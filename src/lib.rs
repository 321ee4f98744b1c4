//! # plexfield
//!
//! Animated "plexus" background: a drifting 3D point cloud with
//! proximity links, kept visually clear of a rotating pentagonal prism at the
//! center of the scene, drawn full-window with a mouse-parallax camera.
//!
//! ## Quick Start
//!
//! ```ignore
//! use plexfield::{FieldConfig, Viewer};
//!
//! fn main() {
//!     Viewer::new()
//!         .with_config(FieldConfig::new().with_point_count(250))
//!         .run()
//!         .unwrap();
//! }
//! ```
//!
//! ## Core Concepts
//!
//! ### The field
//!
//! [`ParticleField`] owns the point cloud, the exclusion prism and the link
//! set, and is pure CPU state: `new` places the points (rejection-sampled
//! against the prism), `advance` integrates one frame and rebuilds links on a
//! fixed cadence. Rendering is a side effect layered on top by [`Viewer`];
//! the field can be driven and inspected headlessly.
//!
//! ### The exclusion prism
//!
//! [`ExclusionPrism`] is the rotating pentagon extrusion the points avoid.
//! Placement, per-frame reflection and link validity all share its hit tests,
//! and its rendered wireframe uses the same rotation angle, so the visible
//! shape and the collision shape cannot drift apart.
//!
//! ### Links
//!
//! Links are ephemeral: every few frames the set is discarded and rebuilt
//! from scratch from the current point positions, under a distance threshold,
//! a per-point fan-out cap and a segment-clearance test against the prism.
//!
//! ### Determinism
//!
//! All randomness flows from [`FieldConfig::seed`] through per-point RNG
//! streams; a field rebuilt from the same configuration and advanced the same
//! number of frames reproduces its positions exactly.

pub mod camera;
mod error;
pub mod field;
mod gpu;
pub mod input;
pub mod mesh;
pub mod prism;
pub mod spawn;
pub mod star;
pub mod time;
mod viewer;

pub use camera::ParallaxCamera;
pub use error::{GpuError, ViewerError};
pub use field::{Connection, FieldConfig, Node, ParticleField};
pub use glam::{Vec2, Vec3};
pub use prism::ExclusionPrism;
pub use viewer::Viewer;

/// Convenient re-exports for common usage.
pub mod prelude {
    pub use crate::camera::ParallaxCamera;
    pub use crate::field::{Connection, FieldConfig, Node, ParticleField};
    pub use crate::input::Pointer;
    pub use crate::mesh::WireLines;
    pub use crate::prism::ExclusionPrism;
    pub use crate::spawn::SpawnContext;
    pub use crate::star::Starfield;
    pub use crate::time::FrameClock;
    pub use crate::viewer::Viewer;
    pub use crate::{Vec2, Vec3};
}
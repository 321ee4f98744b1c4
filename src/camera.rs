//! Mouse-parallax camera.
//!
//! The camera never orbits; it sits a fixed distance out on Z and eases its
//! XY position toward a target derived from the pointer, always looking at
//! the world origin. Pointer updates land in the target immediately but show
//! up in the view over many frames of exponential smoothing.

use glam::{Mat4, Vec2};

use crate::Vec3;

/// Fixed-distance camera with pointer-driven parallax.
#[derive(Debug, Clone)]
pub struct ParallaxCamera {
    position: Vec3,
    pointer: Vec2,
    /// How far the camera strays from center at full pointer deflection.
    parallax: f32,
    /// Fraction of the remaining distance covered per frame.
    smoothing: f32,
    fovy: f32,
    znear: f32,
    zfar: f32,
}

impl ParallaxCamera {
    /// Create a camera at the given distance along +Z.
    pub fn new(distance: f32) -> Self {
        Self {
            position: Vec3::new(0.0, 0.0, distance),
            pointer: Vec2::ZERO,
            parallax: 0.5,
            smoothing: 0.02,
            fovy: 75.0_f32.to_radians(),
            znear: 0.1,
            zfar: 1000.0,
        }
    }

    /// Record the latest pointer position in NDC ([-1, 1], +Y up). Applied
    /// gradually by subsequent [`advance`](Self::advance) calls.
    pub fn set_pointer(&mut self, ndc: Vec2) {
        self.pointer = ndc;
    }

    /// Ease one frame toward the pointer-derived target.
    pub fn advance(&mut self) {
        let goal = self.pointer * self.parallax;
        self.position.x += (goal.x - self.position.x) * self.smoothing;
        self.position.y += (goal.y - self.position.y) * self.smoothing;
    }

    /// Current world position.
    #[inline]
    pub fn position(&self) -> Vec3 {
        self.position
    }

    /// View matrix looking at the world origin.
    pub fn view_matrix(&self) -> Mat4 {
        Mat4::look_at_rh(self.position, Vec3::ZERO, Vec3::Y)
    }

    /// Perspective projection for the given aspect ratio.
    pub fn projection_matrix(&self, aspect: f32) -> Mat4 {
        Mat4::perspective_rh(self.fovy, aspect, self.znear, self.zfar)
    }

    /// Combined view-projection for the given aspect ratio.
    pub fn view_projection(&self, aspect: f32) -> Mat4 {
        self.projection_matrix(aspect) * self.view_matrix()
    }
}

impl Default for ParallaxCamera {
    fn default() -> Self {
        Self::new(5.0)
    }
}

#[cfg(test)]
mod tests {
    use super::*;

    #[test]
    fn test_converges_to_pointer_target() {
        let mut camera = ParallaxCamera::default();
        camera.set_pointer(Vec2::new(1.0, -1.0));
        for _ in 0..2000 {
            camera.advance();
        }
        // Target is pointer * parallax = (0.5, -0.5).
        assert!((camera.position().x - 0.5).abs() < 1e-3);
        assert!((camera.position().y + 0.5).abs() < 1e-3);
        assert_eq!(camera.position().z, 5.0);
    }

    #[test]
    fn test_pointer_applies_gradually() {
        let mut camera = ParallaxCamera::default();
        camera.set_pointer(Vec2::new(1.0, 0.0));
        camera.advance();
        // One frame covers only the smoothing fraction of the distance.
        assert!((camera.position().x - 0.01).abs() < 1e-6);
    }

    #[test]
    fn test_view_keeps_origin_ahead() {
        let mut camera = ParallaxCamera::default();
        camera.set_pointer(Vec2::new(-1.0, 1.0));
        for _ in 0..100 {
            camera.advance();
        }
        // Looking down -Z in view space regardless of parallax offset.
        let origin_in_view = camera.view_matrix().transform_point3(Vec3::ZERO);
        assert!(origin_in_view.z < 0.0);
        assert!(origin_in_view.x.abs() < 1e-4);
        assert!(origin_in_view.y.abs() < 1e-4);
    }
}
══════════
#### Exercise
Select the lines in this material that hold the word "input", leaving none out.

#### Reply to the exercise
pub mod input;
    pub use crate::input::Pointer;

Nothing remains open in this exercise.